▶ _SUPPLIED MATERIAL_
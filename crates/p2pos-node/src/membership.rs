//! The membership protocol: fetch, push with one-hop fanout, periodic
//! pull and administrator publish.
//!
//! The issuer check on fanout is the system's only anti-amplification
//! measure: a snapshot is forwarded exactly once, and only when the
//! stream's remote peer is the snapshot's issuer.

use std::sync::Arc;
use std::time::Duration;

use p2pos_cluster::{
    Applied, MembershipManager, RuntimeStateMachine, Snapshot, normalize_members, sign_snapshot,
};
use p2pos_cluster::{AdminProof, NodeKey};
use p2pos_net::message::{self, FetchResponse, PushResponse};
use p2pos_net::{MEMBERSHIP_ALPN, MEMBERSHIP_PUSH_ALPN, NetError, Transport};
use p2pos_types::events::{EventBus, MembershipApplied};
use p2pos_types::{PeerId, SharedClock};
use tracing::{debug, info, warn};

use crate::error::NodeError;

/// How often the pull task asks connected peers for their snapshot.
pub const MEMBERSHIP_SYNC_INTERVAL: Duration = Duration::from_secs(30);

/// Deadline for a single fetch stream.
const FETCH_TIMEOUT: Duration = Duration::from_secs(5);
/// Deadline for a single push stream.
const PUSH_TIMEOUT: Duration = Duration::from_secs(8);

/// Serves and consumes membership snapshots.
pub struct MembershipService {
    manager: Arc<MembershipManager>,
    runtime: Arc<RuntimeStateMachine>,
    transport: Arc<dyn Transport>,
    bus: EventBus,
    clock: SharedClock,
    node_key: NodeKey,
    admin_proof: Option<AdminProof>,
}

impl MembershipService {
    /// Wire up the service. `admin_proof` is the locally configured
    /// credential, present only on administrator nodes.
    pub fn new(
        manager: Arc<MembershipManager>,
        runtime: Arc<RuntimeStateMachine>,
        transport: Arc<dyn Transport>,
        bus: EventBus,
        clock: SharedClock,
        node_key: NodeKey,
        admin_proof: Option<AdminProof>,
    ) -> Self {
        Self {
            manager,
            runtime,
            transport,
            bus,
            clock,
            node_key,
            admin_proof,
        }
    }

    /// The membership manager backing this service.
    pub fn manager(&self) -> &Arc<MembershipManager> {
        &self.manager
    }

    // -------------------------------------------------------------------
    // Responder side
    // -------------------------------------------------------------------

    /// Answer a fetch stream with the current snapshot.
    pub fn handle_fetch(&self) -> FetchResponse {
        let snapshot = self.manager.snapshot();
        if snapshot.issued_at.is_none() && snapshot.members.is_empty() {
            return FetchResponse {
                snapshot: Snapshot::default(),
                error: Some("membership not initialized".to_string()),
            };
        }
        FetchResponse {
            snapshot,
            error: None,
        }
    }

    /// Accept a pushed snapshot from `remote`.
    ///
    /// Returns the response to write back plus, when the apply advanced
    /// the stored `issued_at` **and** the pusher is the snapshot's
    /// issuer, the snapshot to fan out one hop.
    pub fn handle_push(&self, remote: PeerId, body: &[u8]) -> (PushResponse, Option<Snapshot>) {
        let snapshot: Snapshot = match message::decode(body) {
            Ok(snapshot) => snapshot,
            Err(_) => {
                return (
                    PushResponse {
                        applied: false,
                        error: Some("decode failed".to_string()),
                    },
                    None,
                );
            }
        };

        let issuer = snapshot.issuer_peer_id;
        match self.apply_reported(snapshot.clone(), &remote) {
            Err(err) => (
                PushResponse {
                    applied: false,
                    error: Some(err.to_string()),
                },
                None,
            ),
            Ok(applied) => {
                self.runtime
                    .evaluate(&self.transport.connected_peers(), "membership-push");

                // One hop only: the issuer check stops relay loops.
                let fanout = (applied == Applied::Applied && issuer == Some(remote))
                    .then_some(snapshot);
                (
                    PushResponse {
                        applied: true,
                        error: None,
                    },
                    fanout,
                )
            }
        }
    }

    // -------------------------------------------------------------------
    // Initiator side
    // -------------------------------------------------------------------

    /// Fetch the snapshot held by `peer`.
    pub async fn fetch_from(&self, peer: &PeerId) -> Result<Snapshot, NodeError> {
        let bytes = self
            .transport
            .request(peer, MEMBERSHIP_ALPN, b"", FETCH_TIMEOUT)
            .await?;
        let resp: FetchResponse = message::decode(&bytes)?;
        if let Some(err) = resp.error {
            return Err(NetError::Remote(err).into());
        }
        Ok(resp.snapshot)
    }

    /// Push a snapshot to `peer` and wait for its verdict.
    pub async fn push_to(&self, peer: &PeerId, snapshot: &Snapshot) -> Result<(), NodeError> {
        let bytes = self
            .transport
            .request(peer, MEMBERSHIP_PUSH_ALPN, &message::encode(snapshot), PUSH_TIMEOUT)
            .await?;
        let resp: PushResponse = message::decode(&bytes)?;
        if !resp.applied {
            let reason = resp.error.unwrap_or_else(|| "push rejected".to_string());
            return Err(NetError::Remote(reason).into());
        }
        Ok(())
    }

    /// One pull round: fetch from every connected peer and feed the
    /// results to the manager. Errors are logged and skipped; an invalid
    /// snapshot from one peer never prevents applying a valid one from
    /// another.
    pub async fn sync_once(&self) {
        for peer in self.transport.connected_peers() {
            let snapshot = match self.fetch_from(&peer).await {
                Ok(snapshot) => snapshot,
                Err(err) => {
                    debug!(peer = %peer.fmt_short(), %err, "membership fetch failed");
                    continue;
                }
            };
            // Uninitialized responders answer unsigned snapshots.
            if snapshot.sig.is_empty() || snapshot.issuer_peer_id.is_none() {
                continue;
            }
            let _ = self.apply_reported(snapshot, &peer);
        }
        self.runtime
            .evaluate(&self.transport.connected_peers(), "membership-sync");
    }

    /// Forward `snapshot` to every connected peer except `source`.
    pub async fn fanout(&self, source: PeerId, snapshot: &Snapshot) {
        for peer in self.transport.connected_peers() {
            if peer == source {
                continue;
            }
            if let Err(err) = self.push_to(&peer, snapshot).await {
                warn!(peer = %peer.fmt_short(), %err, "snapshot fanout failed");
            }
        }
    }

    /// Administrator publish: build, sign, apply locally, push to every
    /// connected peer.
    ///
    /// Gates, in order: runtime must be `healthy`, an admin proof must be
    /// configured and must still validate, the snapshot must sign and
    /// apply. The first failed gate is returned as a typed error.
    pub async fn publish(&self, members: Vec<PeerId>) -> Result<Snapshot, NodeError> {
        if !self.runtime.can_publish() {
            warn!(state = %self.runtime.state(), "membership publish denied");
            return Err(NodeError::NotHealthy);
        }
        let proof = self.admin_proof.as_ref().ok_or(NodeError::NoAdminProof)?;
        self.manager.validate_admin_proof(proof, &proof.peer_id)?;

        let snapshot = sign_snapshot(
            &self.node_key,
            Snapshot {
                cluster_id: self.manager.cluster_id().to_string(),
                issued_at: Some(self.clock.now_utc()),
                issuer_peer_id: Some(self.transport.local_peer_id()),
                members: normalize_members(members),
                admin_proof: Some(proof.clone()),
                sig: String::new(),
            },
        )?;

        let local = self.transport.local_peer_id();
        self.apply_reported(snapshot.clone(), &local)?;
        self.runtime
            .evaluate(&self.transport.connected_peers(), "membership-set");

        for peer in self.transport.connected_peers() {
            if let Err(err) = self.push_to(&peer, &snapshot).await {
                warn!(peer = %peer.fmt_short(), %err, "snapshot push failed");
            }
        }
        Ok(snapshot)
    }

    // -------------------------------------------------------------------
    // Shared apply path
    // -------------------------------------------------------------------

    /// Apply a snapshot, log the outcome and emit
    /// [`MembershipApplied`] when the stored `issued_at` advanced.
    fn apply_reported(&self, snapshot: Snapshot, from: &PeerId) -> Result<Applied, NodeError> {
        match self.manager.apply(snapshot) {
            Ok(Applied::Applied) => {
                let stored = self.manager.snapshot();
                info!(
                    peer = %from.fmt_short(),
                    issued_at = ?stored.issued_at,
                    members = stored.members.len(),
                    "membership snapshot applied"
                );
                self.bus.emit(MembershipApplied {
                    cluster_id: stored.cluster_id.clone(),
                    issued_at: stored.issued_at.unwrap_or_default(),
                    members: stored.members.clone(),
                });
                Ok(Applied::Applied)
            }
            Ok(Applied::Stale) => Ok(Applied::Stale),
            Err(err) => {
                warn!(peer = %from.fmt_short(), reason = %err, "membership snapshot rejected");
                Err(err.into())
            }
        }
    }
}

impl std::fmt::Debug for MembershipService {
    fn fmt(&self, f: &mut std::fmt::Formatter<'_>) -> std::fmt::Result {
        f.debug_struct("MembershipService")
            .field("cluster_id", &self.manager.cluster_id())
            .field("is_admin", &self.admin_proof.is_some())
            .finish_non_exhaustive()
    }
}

▶ _EXERCISE OBJECTIVE_
Every line in the data that holds the string "clone" should be returned.

▶ _RESPONSE AREA_
        match self.apply_reported(snapshot.clone(), &remote) {
                admin_proof: Some(proof.clone()),
        self.apply_reported(snapshot.clone(), &local)?;
                    cluster_id: stored.cluster_id.clone(),
                    members: stored.members.clone(),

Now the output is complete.